==== Data section ====

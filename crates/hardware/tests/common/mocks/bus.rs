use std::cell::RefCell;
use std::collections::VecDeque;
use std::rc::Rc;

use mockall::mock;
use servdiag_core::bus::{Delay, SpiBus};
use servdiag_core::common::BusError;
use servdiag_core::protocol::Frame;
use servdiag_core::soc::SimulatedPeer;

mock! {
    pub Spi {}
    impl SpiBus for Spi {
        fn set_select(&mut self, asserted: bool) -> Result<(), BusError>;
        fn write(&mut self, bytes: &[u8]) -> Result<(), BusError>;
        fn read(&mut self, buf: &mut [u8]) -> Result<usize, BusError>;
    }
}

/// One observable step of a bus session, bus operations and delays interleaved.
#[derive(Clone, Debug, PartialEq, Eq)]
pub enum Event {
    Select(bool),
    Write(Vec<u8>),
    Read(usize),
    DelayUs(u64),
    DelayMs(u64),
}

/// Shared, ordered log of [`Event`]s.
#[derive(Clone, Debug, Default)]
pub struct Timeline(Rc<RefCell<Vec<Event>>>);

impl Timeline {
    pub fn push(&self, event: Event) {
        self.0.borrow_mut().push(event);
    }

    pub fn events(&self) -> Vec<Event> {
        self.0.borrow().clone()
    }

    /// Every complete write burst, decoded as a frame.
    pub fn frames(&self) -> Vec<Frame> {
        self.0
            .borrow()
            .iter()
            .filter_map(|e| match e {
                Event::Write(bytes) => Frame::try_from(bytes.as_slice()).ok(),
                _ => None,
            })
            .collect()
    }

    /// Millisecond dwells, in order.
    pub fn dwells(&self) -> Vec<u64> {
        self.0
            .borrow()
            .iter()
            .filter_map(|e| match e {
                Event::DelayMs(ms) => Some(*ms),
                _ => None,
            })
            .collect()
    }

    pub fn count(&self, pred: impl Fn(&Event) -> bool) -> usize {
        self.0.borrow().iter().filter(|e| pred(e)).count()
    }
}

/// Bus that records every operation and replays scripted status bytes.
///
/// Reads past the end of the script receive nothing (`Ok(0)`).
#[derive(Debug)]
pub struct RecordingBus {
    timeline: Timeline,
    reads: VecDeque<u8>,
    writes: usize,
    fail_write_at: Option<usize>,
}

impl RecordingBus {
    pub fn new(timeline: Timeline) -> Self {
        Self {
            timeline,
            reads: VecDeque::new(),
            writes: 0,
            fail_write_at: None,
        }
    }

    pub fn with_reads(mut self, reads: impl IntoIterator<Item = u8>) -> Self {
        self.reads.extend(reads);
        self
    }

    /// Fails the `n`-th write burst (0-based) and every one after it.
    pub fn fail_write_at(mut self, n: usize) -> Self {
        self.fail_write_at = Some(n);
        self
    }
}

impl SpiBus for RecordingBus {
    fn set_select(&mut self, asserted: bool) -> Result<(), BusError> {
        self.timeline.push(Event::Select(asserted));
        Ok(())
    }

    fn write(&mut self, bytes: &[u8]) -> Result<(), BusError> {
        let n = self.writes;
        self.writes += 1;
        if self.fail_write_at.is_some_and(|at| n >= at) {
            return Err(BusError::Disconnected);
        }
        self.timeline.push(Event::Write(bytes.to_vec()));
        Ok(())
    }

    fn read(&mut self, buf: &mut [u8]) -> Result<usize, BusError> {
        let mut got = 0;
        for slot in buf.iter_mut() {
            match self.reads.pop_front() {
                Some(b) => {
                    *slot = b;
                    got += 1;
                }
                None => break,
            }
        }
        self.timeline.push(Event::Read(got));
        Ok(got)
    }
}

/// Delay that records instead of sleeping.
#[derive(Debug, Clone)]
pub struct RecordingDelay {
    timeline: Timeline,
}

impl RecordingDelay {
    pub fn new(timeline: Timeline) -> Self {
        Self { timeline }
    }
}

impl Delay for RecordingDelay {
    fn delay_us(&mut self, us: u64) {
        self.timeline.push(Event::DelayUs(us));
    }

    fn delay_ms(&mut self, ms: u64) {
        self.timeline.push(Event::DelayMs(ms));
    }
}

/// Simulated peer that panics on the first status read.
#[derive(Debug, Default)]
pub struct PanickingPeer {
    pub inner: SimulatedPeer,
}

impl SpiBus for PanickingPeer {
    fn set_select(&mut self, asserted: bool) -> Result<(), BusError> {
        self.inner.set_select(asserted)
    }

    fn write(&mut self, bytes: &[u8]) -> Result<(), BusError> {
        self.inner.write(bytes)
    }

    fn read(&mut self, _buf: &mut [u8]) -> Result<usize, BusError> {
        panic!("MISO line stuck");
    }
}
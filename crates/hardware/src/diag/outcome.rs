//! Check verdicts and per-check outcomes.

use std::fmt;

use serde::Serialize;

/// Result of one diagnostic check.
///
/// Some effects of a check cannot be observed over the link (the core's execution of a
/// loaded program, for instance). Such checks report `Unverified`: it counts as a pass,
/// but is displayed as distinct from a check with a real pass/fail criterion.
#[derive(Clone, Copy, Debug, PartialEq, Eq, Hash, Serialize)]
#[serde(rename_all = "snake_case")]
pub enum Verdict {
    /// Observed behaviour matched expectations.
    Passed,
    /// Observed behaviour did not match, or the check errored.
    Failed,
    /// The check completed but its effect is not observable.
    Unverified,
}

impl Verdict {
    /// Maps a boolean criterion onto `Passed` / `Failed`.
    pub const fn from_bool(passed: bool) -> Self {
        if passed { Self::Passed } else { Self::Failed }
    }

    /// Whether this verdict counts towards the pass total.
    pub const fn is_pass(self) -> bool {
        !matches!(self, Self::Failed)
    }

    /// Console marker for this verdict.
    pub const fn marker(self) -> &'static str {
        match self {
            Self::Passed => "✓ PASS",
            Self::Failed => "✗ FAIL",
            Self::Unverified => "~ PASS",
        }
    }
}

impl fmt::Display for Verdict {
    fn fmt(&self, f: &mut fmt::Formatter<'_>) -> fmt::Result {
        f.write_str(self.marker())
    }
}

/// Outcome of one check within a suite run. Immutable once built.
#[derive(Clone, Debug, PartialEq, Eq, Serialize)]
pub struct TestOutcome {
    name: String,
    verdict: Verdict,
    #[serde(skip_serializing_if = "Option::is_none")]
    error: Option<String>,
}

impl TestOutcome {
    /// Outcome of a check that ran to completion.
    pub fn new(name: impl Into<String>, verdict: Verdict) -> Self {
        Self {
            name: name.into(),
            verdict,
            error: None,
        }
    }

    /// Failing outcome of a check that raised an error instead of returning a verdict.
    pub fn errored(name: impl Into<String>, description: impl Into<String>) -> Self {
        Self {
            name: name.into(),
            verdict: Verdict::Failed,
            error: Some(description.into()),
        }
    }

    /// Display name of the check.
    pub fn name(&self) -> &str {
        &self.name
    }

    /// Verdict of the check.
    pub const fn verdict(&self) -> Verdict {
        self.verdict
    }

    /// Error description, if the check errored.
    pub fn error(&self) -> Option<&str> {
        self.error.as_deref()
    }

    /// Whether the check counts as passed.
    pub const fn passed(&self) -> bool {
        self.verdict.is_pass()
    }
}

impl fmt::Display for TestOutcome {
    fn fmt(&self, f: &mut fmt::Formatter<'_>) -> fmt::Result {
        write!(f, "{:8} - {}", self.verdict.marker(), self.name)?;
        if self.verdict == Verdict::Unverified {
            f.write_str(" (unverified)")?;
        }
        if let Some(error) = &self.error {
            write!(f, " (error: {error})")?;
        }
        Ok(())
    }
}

====

> [Exercise aim] The response should consist of the entries, retyped exactly and in full.

> [Response for this exercise]
filename crates/hardware/tests/common/mocks/bus.rs
use std::cell::RefCell;
use std::collections::VecDeque;
use std::rc::Rc;

use mockall::mock;
use servdiag_core::bus::{Delay, SpiBus};
use servdiag_core::common::BusError;
use servdiag_core::protocol::Frame;
use servdiag_core::soc::SimulatedPeer;

mock! {
    pub Spi {}
    impl SpiBus for Spi {
        fn set_select(&mut self, asserted: bool) -> Result<(), BusError>;
        fn write(&mut self, bytes: &[u8]) -> Result<(), BusError>;
        fn read(&mut self, buf: &mut [u8]) -> Result<usize, BusError>;
    }
}

/// One observable step of a bus session, bus operations and delays interleaved.
#[derive(Clone, Debug, PartialEq, Eq)]
pub enum Event {
    Select(bool),
    Write(Vec<u8>),
    Read(usize),
    DelayUs(u64),
    DelayMs(u64),
}

/// Shared, ordered log of [`Event`]s.
#[derive(Clone, Debug, Default)]
pub struct Timeline(Rc<RefCell<Vec<Event>>>);

impl Timeline {
    pub fn push(&self, event: Event) {
        self.0.borrow_mut().push(event);
    }

    pub fn events(&self) -> Vec<Event> {
        self.0.borrow().clone()
    }

    /// Every complete write burst, decoded as a frame.
    pub fn frames(&self) -> Vec<Frame> {
        self.0
            .borrow()
            .iter()
            .filter_map(|e| match e {
                Event::Write(bytes) => Frame::try_from(bytes.as_slice()).ok(),
                _ => None,
            })
            .collect()
    }

    /// Millisecond dwells, in order.
    pub fn dwells(&self) -> Vec<u64> {
        self.0
            .borrow()
            .iter()
            .filter_map(|e| match e {
                Event::DelayMs(ms) => Some(*ms),
                _ => None,
            })
            .collect()
    }

    pub fn count(&self, pred: impl Fn(&Event) -> bool) -> usize {
        self.0.borrow().iter().filter(|e| pred(e)).count()
    }
}

/// Bus that records every operation and replays scripted status bytes.
///
/// Reads past the end of the script receive nothing (`Ok(0)`).
#[derive(Debug)]
pub struct RecordingBus {
    timeline: Timeline,
    reads: VecDeque<u8>,
    writes: usize,
    fail_write_at: Option<usize>,
}

impl RecordingBus {
    pub fn new(timeline: Timeline) -> Self {
        Self {
            timeline,
            reads: VecDeque::new(),
            writes: 0,
            fail_write_at: None,
        }
    }

    pub fn with_reads(mut self, reads: impl IntoIterator<Item = u8>) -> Self {
        self.reads.extend(reads);
        self
    }

    /// Fails the `n`-th write burst (0-based) and every one after it.
    pub fn fail_write_at(mut self, n: usize) -> Self {
        self.fail_write_at = Some(n);
        self
    }
}

impl SpiBus for RecordingBus {
    fn set_select(&mut self, asserted: bool) -> Result<(), BusError> {
        self.timeline.push(Event::Select(asserted));
        Ok(())
    }

    fn write(&mut self, bytes: &[u8]) -> Result<(), BusError> {
        let n = self.writes;
        self.writes += 1;
        if self.fail_write_at.is_some_and(|at| n >= at) {
            return Err(BusError::Disconnected);
        }
        self.timeline.push(Event::Write(bytes.to_vec()));
        Ok(())
    }

    fn read(&mut self, buf: &mut [u8]) -> Result<usize, BusError> {
        let mut got = 0;
        for slot in buf.iter_mut() {
            match self.reads.pop_front() {
                Some(b) => {
                    *slot = b;
                    got += 1;
                }
                None => break,
            }
        }
        self.timeline.push(Event::Read(got));
        Ok(got)
    }
}

/// Delay that records instead of sleeping.
#[derive(Debug, Clone)]
pub struct RecordingDelay {
    timeline: Timeline,
}

impl RecordingDelay {
    pub fn new(timeline: Timeline) -> Self {
        Self { timeline }
    }
}

impl Delay for RecordingDelay {
    fn delay_us(&mut self, us: u64) {
        self.timeline.push(Event::DelayUs(us));
    }

    fn delay_ms(&mut self, ms: u64) {
        self.timeline.push(Event::DelayMs(ms));
    }
}

/// Simulated peer that panics on the first status read.
#[derive(Debug, Default)]
pub struct PanickingPeer {
    pub inner: SimulatedPeer,
}

impl SpiBus for PanickingPeer {
    fn set_select(&mut self, asserted: bool) -> Result<(), BusError> {
        self.inner.set_select(asserted)
    }

    fn write(&mut self, bytes: &[u8]) -> Result<(), BusError> {
        self.inner.write(bytes)
    }

    fn read(&mut self, _buf: &mut [u8]) -> Result<usize, BusError> {
        panic!("MISO line stuck");
    }
}
filename crates/hardware/src/diag/outcome.rs
//! Check verdicts and per-check outcomes.

use std::fmt;

use serde::Serialize;

/// Result of one diagnostic check.
///
/// Some effects of a check cannot be observed over the link (the core's execution of a
/// loaded program, for instance). Such checks report `Unverified`: it counts as a pass,
/// but is displayed as distinct from a check with a real pass/fail criterion.
#[derive(Clone, Copy, Debug, PartialEq, Eq, Hash, Serialize)]
#[serde(rename_all = "snake_case")]
pub enum Verdict {
    /// Observed behaviour matched expectations.
    Passed,
    /// Observed behaviour did not match, or the check errored.
    Failed,
    /// The check completed but its effect is not observable.
    Unverified,
}

impl Verdict {
    /// Maps a boolean criterion onto `Passed` / `Failed`.
    pub const fn from_bool(passed: bool) -> Self {
        if passed { Self::Passed } else { Self::Failed }
    }

    /// Whether this verdict counts towards the pass total.
    pub const fn is_pass(self) -> bool {
        !matches!(self, Self::Failed)
    }

    /// Console marker for this verdict.
    pub const fn marker(self) -> &'static str {
        match self {
            Self::Passed => "✓ PASS",
            Self::Failed => "✗ FAIL",
            Self::Unverified => "~ PASS",
        }
    }
}

impl fmt::Display for Verdict {
    fn fmt(&self, f: &mut fmt::Formatter<'_>) -> fmt::Result {
        f.write_str(self.marker())
    }
}

/// Outcome of one check within a suite run. Immutable once built.
#[derive(Clone, Debug, PartialEq, Eq, Serialize)]
pub struct TestOutcome {
    name: String,
    verdict: Verdict,
    #[serde(skip_serializing_if = "Option::is_none")]
    error: Option<String>,
}

impl TestOutcome {
    /// Outcome of a check that ran to completion.
    pub fn new(name: impl Into<String>, verdict: Verdict) -> Self {
        Self {
            name: name.into(),
            verdict,
            error: None,
        }
    }

    /// Failing outcome of a check that raised an error instead of returning a verdict.
    pub fn errored(name: impl Into<String>, description: impl Into<String>) -> Self {
        Self {
            name: name.into(),
            verdict: Verdict::Failed,
            error: Some(description.into()),
        }
    }

    /// Display name of the check.
    pub fn name(&self) -> &str {
        &self.name
    }

    /// Verdict of the check.
    pub const fn verdict(&self) -> Verdict {
        self.verdict
    }

    /// Error description, if the check errored.
    pub fn error(&self) -> Option<&str> {
        self.error.as_deref()
    }

    /// Whether the check counts as passed.
    pub const fn passed(&self) -> bool {
        self.verdict.is_pass()
    }
}

impl fmt::Display for TestOutcome {
    fn fmt(&self, f: &mut fmt::Formatter<'_>) -> fmt::Result {
        write!(f, "{:8} - {}", self.verdict.marker(), self.name)?;
        if self.verdict == Verdict::Unverified {
            f.write_str(" (unverified)")?;
        }
        if let Some(error) = &self.error {
            write!(f, " (error: {error})")?;
        }
        Ok(())
    }
}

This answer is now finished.